_Supplied information_
use std::path::PathBuf;

use clap::Args;
use eyre::Result;
use modelgen_codegen::Generator;
use modelgen_schema::ConfigFile;

use super::UnwrapOrExit;
use crate::{
    ops,
    reports::{Report, TerminalOutput},
};

#[derive(Args)]
pub struct CheckCommand {
    /// Path to modelgen.toml (defaults to ./modelgen.toml)
    #[arg(short, long, default_value = "modelgen.toml")]
    pub config: PathBuf,
}

impl CheckCommand {
    /// Run the check command
    pub fn run(&self) -> Result<()> {
        let config = ConfigFile::open(&self.config).unwrap_or_exit();
        let (context, metadata) = config.load_inputs().unwrap_or_exit();

        let output = Generator::new(&metadata)
            .with_targets(config.generator().targets.clone())
            .run(&context)
            .unwrap_or_exit();

        let report = ops::check(config.path(), &context, &metadata, &output);
        report.render(&mut TerminalOutput::new());

        Ok(())
    }
}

_The task_
This calls for repeating all of the records, character for character.

_Written answer_
use std::path::PathBuf;

use clap::Args;
use eyre::Result;
use modelgen_codegen::Generator;
use modelgen_schema::ConfigFile;

use super::UnwrapOrExit;
use crate::{
    ops,
    reports::{Report, TerminalOutput},
};

#[derive(Args)]
pub struct CheckCommand {
    /// Path to modelgen.toml (defaults to ./modelgen.toml)
    #[arg(short, long, default_value = "modelgen.toml")]
    pub config: PathBuf,
}

impl CheckCommand {
    /// Run the check command
    pub fn run(&self) -> Result<()> {
        let config = ConfigFile::open(&self.config).unwrap_or_exit();
        let (context, metadata) = config.load_inputs().unwrap_or_exit();

        let output = Generator::new(&metadata)
            .with_targets(config.generator().targets.clone())
            .run(&context)
            .unwrap_or_exit();

        let report = ops::check(config.path(), &context, &metadata, &output);
        report.render(&mut TerminalOutput::new());

        Ok(())
    }
}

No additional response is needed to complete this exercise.